As we all know search in a list is O(n), search in a binary search tree is O(logN), and hash is O(1).

There are two critical aspects for designing hash, one is the hash function; the other is the hash collision, which in worse case will turn a hash table into linked list, if the chaining approach is used in constructing hash.

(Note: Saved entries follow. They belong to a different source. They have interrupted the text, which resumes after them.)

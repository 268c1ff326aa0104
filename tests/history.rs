//! History log and store persistence tests.

mod common;

use std::sync::Arc;

use common::{FailingStore, init_tracing};
use image_compressor::{
    CompressorError, HISTORY_KEY, HistoryEntry, HistoryRecorder, JsonFileStore, KeyValueStore,
    MemoryStore,
};

#[tokio::test]
async fn an_empty_store_loads_an_empty_log() {
    init_tracing();
    let recorder = HistoryRecorder::load(Arc::new(MemoryStore::new())).await.unwrap();
    assert!(recorder.is_empty().await);
    assert!(recorder.entries().await.is_empty());
    assert!(recorder.recent(5).await.is_empty());
}

#[tokio::test]
async fn the_log_survives_a_reload_from_the_same_store() {
    init_tracing();
    let store = Arc::new(MemoryStore::new());

    let recorder = HistoryRecorder::load(store.clone()).await.unwrap();
    recorder.record(HistoryEntry::new("a.jpg", 1000, 400)).await.unwrap();
    recorder.record(HistoryEntry::new("b.png", 2000, 900)).await.unwrap();
    let before = recorder.entries().await;

    let reloaded = HistoryRecorder::load(store).await.unwrap();
    assert_eq!(reloaded.entries().await, before);
    assert_eq!(reloaded.len().await, 2);
}

#[tokio::test]
async fn malformed_stored_history_loads_as_empty() {
    init_tracing();
    let store = Arc::new(MemoryStore::new());
    store.set(HISTORY_KEY, "definitely not json").await.unwrap();

    let recorder = HistoryRecorder::load(store.clone()).await.unwrap();
    assert!(recorder.is_empty().await);

    // The next append overwrites the bad value with a clean log.
    recorder.record(HistoryEntry::new("fresh.jpg", 500, 100)).await.unwrap();
    let raw = store.get(HISTORY_KEY).await.unwrap().unwrap();
    let parsed: Vec<HistoryEntry> = serde_json::from_str(&raw).unwrap();
    assert_eq!(parsed.len(), 1);
    assert_eq!(parsed[0].original_name, "fresh.jpg");
}

#[tokio::test]
async fn a_wrong_shape_under_the_key_also_loads_as_empty() {
    init_tracing();
    let store = Arc::new(MemoryStore::new());
    store.set(HISTORY_KEY, "{\"not\": \"a list\"}").await.unwrap();

    let recorder = HistoryRecorder::load(store).await.unwrap();
    assert!(recorder.is_empty().await);
}

#[tokio::test]
async fn recent_returns_the_newest_entries_first() {
    init_tracing();
    let recorder = HistoryRecorder::load(Arc::new(MemoryStore::new())).await.unwrap();
    for i in 0..7u64 {
        recorder
            .record(HistoryEntry::new(format!("file{i}.jpg"), 1000 + i, 100 + i))
            .await
            .unwrap();
    }

    let recent: Vec<_> = recorder
        .recent(5)
        .await
        .into_iter()
        .map(|e| e.original_name)
        .collect();
    assert_eq!(
        recent,
        ["file6.jpg", "file5.jpg", "file4.jpg", "file3.jpg", "file2.jpg"]
    );

    // Asking for more than exists returns everything, newest first.
    assert_eq!(recorder.recent(100).await.len(), 7);
}

#[tokio::test]
async fn stored_json_uses_the_presentation_key_names() {
    init_tracing();
    let store = Arc::new(MemoryStore::new());
    let recorder = HistoryRecorder::load(store.clone()).await.unwrap();
    recorder.record(HistoryEntry::new("pic.jpg", 4096, 1024)).await.unwrap();

    let raw = store.get(HISTORY_KEY).await.unwrap().unwrap();
    let value: serde_json::Value = serde_json::from_str(&raw).unwrap();
    let first = &value[0];
    assert_eq!(first["originalName"], "pic.jpg");
    assert_eq!(first["originalSize"], 4096);
    assert_eq!(first["compressedSize"], 1024);
    assert!(first["timestamp"].as_u64().unwrap() > 0);
}

#[tokio::test]
async fn a_failed_persist_leaves_the_log_unchanged() {
    init_tracing();
    let recorder = HistoryRecorder::load(Arc::new(FailingStore::new())).await.unwrap();

    let err = recorder
        .record(HistoryEntry::new("doomed.jpg", 1000, 400))
        .await
        .unwrap_err();
    assert!(matches!(err, CompressorError::Storage(_)));

    // The entry never made it to the store, so it is not in the log either.
    assert!(recorder.is_empty().await);
}

#[tokio::test]
async fn json_file_store_persists_across_instances() {
    init_tracing();
    let dir = tempfile::tempdir().unwrap();
    let path = dir.path().join("store.json");

    let first = JsonFileStore::new(&path);
    first.set("alpha", "one").await.unwrap();
    first.set("beta", "two").await.unwrap();

    let second = JsonFileStore::new(&path);
    assert_eq!(second.get("alpha").await.unwrap(), Some("one".to_string()));
    assert_eq!(second.get("beta").await.unwrap(), Some("two".to_string()));
    assert_eq!(second.get("missing").await.unwrap(), None);
}

#[tokio::test]
async fn json_file_store_reads_none_from_a_missing_file() {
    init_tracing();
    let dir = tempfile::tempdir().unwrap();
    let store = JsonFileStore::new(dir.path().join("never-written.json"));
    assert_eq!(store.get("anything").await.unwrap(), None);
}

#[tokio::test]
async fn json_file_store_creates_missing_parent_directories() {
    init_tracing();
    let dir = tempfile::tempdir().unwrap();
    let store = JsonFileStore::new(dir.path().join("nested/deeper/store.json"));
    store.set("key", "value").await.unwrap();
    assert_eq!(store.get("key").await.unwrap(), Some("value".to_string()));
}

#[tokio::test]
async fn a_recorder_over_the_file_store_survives_restarts() {
    init_tracing();
    let dir = tempfile::tempdir().unwrap();
    let path = dir.path().join("history.json");

    {
        let recorder = HistoryRecorder::load(Arc::new(JsonFileStore::new(&path))).await.unwrap();
        recorder.record(HistoryEntry::new("a.jpg", 900, 300)).await.unwrap();
        recorder.record(HistoryEntry::new("b.jpg", 800, 200)).await.unwrap();
    }

    let reloaded = HistoryRecorder::load(Arc::new(JsonFileStore::new(&path))).await.unwrap();
    let names: Vec<_> = reloaded
        .entries()
        .await
        .into_iter()
        .map(|e| e.original_name)
        .collect();
    assert_eq!(names, ["a.jpg", "b.jpg"]);
}
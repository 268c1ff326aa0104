//! Persisted log of completed compressions.

use std::sync::Arc;
use tokio::sync::Mutex;
use tracing::{debug, warn};

use crate::core::HistoryEntry;
use crate::history::store::KeyValueStore;
use crate::utils::{CompressorError, CompressorResult};

/// Store key holding the serialized history log.
pub const HISTORY_KEY: &str = "compressionHistory";

/// Append-only history log over a key-value store.
///
/// The log loads once at construction and is the source of truth from
/// then on; every append rewrites the full value under [`HISTORY_KEY`].
/// A stored value that does not parse as a history log is treated as
/// empty rather than surfaced as an error.
pub struct HistoryRecorder {
    store: Arc<dyn KeyValueStore>,
    log: Mutex<Vec<HistoryEntry>>,
}

impl HistoryRecorder {
    /// Load the history log from `store`.
    ///
    /// Store read failures surface as errors; a present but malformed
    /// value starts an empty log instead.
    pub async fn load(store: Arc<dyn KeyValueStore>) -> CompressorResult<Self> {
        let log = match store.get(HISTORY_KEY).await? {
            None => Vec::new(),
            Some(raw) => match serde_json::from_str::<Vec<HistoryEntry>>(&raw) {
                Ok(entries) => {
                    debug!("Loaded {} history entries", entries.len());
                    entries
                }
                Err(err) => {
                    warn!("Stored history is malformed, starting empty: {err}");
                    Vec::new()
                }
            },
        };
        Ok(Self {
            store,
            log: Mutex::new(log),
        })
    }

    /// Append one entry and persist the grown log.
    ///
    /// Appends happen in completion order when files finish
    /// concurrently. The entry stays in memory only if the store write
    /// succeeds.
    pub async fn record(&self, entry: HistoryEntry) -> CompressorResult<()> {
        let mut log = self.log.lock().await;
        log.push(entry);
        if let Err(err) = self.persist(&log).await {
            log.pop();
            return Err(err);
        }
        Ok(())
    }

    /// Full log, oldest first.
    pub async fn entries(&self) -> Vec<HistoryEntry> {
        self.log.lock().await.clone()
    }

    /// The `count` newest entries, newest first.
    pub async fn recent(&self, count: usize) -> Vec<HistoryEntry> {
        self.log.lock().await.iter().rev().take(count).cloned().collect()
    }

    pub async fn len(&self) -> usize {
        self.log.lock().await.len()
    }

    pub async fn is_empty(&self) -> bool {
        self.log.lock().await.is_empty()
    }

    /// Drop entries past `len` and persist the shrunken log.
    ///
    /// Used to unwind the appends of an abandoned batch.
    pub(crate) async fn truncate(&self, len: usize) -> CompressorResult<()> {
        let mut log = self.log.lock().await;
        if log.len() <= len {
            return Ok(());
        }
        debug!("Rolling history back from {} to {len} entries", log.len());
        log.truncate(len);
        self.persist(&log).await
    }

    async fn persist(&self, log: &[HistoryEntry]) -> CompressorResult<()> {
        let raw = serde_json::to_string(log)
            .map_err(|e| CompressorError::storage(format!("Failed to serialize history: {e}")))?;
        self.store.set(HISTORY_KEY, &raw).await
    }
}
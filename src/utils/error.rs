//! Error types for the image compressor.
//!
//! Provides a hierarchy of error types using `thiserror` for ergonomic error handling.

use std::io;
use serde::Serialize;
use thiserror::Error;

/// Validation errors for dropped files.
#[derive(Error, Debug, Serialize)]
pub enum ValidationError {
    /// MIME type is not an image type
    #[error("Not an image: {name} ({mime})")]
    NotAnImage { name: String, mime: String },
    /// File payload exceeds the size limit
    #[error("File too large: {name} is {size} bytes (limit {limit})")]
    TooLarge { name: String, size: u64, limit: u64 },
}

/// Main error type for the compressor.
///
/// All errors in the crate are converted to this type before being
/// returned to callers.
#[derive(Error, Debug, Serialize)]
pub enum CompressorError {
    /// Batch or file validation failed
    #[error("Validation error: {0}")]
    Validation(#[from] ValidationError),

    /// Image compression failed
    #[error("Compression error: {0}")]
    Compression(String),

    /// Unsupported or undecodable image payload
    #[error("Format error: {0}")]
    Format(String),

    /// History store read or write error
    #[error("Storage error: {0}")]
    Storage(String),

    /// File IO error
    #[error("IO error: {0}")]
    IO(String),
}

/// Convenience result type for compressor operations.
pub type CompressorResult<T> = Result<T, CompressorError>;

// Helper methods for error creation
impl CompressorError {
    pub fn compression<T: Into<String>>(msg: T) -> Self {
        Self::Compression(msg.into())
    }

    pub fn format<T: Into<String>>(msg: T) -> Self {
        Self::Format(msg.into())
    }

    pub fn storage<T: Into<String>>(msg: T) -> Self {
        Self::Storage(msg.into())
    }
}

// Helper methods for validation error creation
impl ValidationError {
    pub fn not_an_image(name: impl Into<String>, mime: impl Into<String>) -> Self {
        Self::NotAnImage {
            name: name.into(),
            mime: mime.into(),
        }
    }

    pub fn too_large(name: impl Into<String>, size: u64, limit: u64) -> Self {
        Self::TooLarge {
            name: name.into(),
            size,
            limit,
        }
    }
}

// Convert std::io::Error to CompressorError
impl From<io::Error> for CompressorError {
    fn from(err: io::Error) -> Self {
        Self::IO(err.to_string())
    }
}
//! In-process compression backend built on `image` and `fast_image_resize`.

mod encode;
mod executor;
mod resize;

pub use executor::{NativeExecutor, NativeExecutorConfig};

There are several ways to build hash table without any collisions or pre-defined bucket size. Cuckoo hash table is one of them. Cuckoo is one kind of birds who kicks off the host's egg and put its own in. See this link http://www.nwf.org/news-and-magazines/national-wildlife/birds/archives/1997/bullies-of-the-bird-world.aspx

Cuckoo hash do exactly the same, there is one interesting paper written by a group of computer scientists from CMU, Cuckoo Filter: Practically Better Than Bloom, they developed a cuckoo algorithm which performs better than bloom function.

The below is my untested version of cuckoo hash.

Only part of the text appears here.